Pero no, ahora en lugar de sentir dolor era como una dulce ensoñación. Sentía cómo le eran acariciados los pechos con dulzura cómo le susurraban palabras al oído que hacían que se estremeciera su piel, ahora… de placer.

Sentía vergüenza de ella misma… ¿Cómo era capaz de sentir placer en esa situación? Seguían sodomizándola y penetrándola indistintamente, tanto el uno como el otro; ella estaba entre los dos, y sus orificios parecían no tener secretos para ellos. Ya no sentía dolor, sentía un fuerte calor que la inundaba por completo. Nunca había experimentado tantísima excitación.

Ahora lloraba… lloraba por no saber cómo actuar. Un cúmulo de sensaciones inexplicables por todo su cuerpo la dejaba perderse en su ensoñación, pensó… está todo perdido, voy a disfrutar lo que me quede de vida. Se puso a moverse como una posesa, primero tímidamente, luego con todas sus fuerzas, pensando… ¿Qué mas da?
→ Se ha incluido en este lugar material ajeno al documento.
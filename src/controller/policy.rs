//! Acceptance and best-attempt policy for the refinement loop

use crate::models::Candidate;

/// The highest-scoring attempt so far and the candidates that earned it.
#[derive(Debug, Clone, PartialEq)]
pub struct BestAttempt {
    pub attempt: u32,
    pub mean: f64,
    pub candidates: Vec<Candidate>,
}

#[derive(Debug, Clone, Copy, PartialEq, Eq)]
pub enum Decision {
    /// Mean reached the threshold; the current attempt is the result.
    Accept,
    /// Below threshold with attempts left.
    Retry,
    /// Below threshold on the last allowed attempt.
    Exhausted,
}

/// Tracks scored attempts for one session.
///
/// The best mean never decreases, and only a strictly higher mean replaces
/// the held attempt, so ties resolve to the earliest attempt.
#[derive(Debug)]
pub struct AttemptTracker {
    max_attempts: u32,
    threshold: f64,
    best: Option<BestAttempt>,
}

impl AttemptTracker {
    pub fn new(max_attempts: u32, threshold: f64) -> Self {
        Self {
            max_attempts,
            threshold,
            best: None,
        }
    }

    pub fn best(&self) -> Option<&BestAttempt> {
        self.best.as_ref()
    }

    pub fn best_mean(&self) -> Option<f64> {
        self.best.as_ref().map(|b| b.mean)
    }

    /// Record a scored attempt and decide what happens next.
    ///
    /// An accepted attempt always becomes the best: every earlier attempt
    /// was below the threshold it just reached.
    pub fn record(&mut self, attempt: u32, mean: f64, candidates: Vec<Candidate>) -> Decision {
        let improves = self.best.as_ref().map_or(true, |b| mean > b.mean);
        if improves {
            self.best = Some(BestAttempt {
                attempt,
                mean,
                candidates,
            });
        }

        if mean >= self.threshold {
            Decision::Accept
        } else if attempt >= self.max_attempts {
            Decision::Exhausted
        } else {
            Decision::Retry
        }
    }

    pub fn into_best(self) -> Option<BestAttempt> {
        self.best
    }
}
Ana gozaba… como nunca lo había hecho antes… se sentía penetrada por todos los orificios de su cuerpo, al unísono… ¡cuánto goce!. No supo exáctamente cuántos orgasmos precedieron al desmayo.

Se despertó con las luces del alba, estaba cubierta por una manta y completamente vestida. No había rastro de sangre alguna, sólo se notó un pronunciado chichón en la frente.

No había pasado nada, todo fue fruto de su contusión. Dando gracias al cielo se incorporó, de vuelta a casa sentía arder toda la parte inferior de su cuerpo. ¿Todo había sido un sueño?. Y…  ¿esa manta?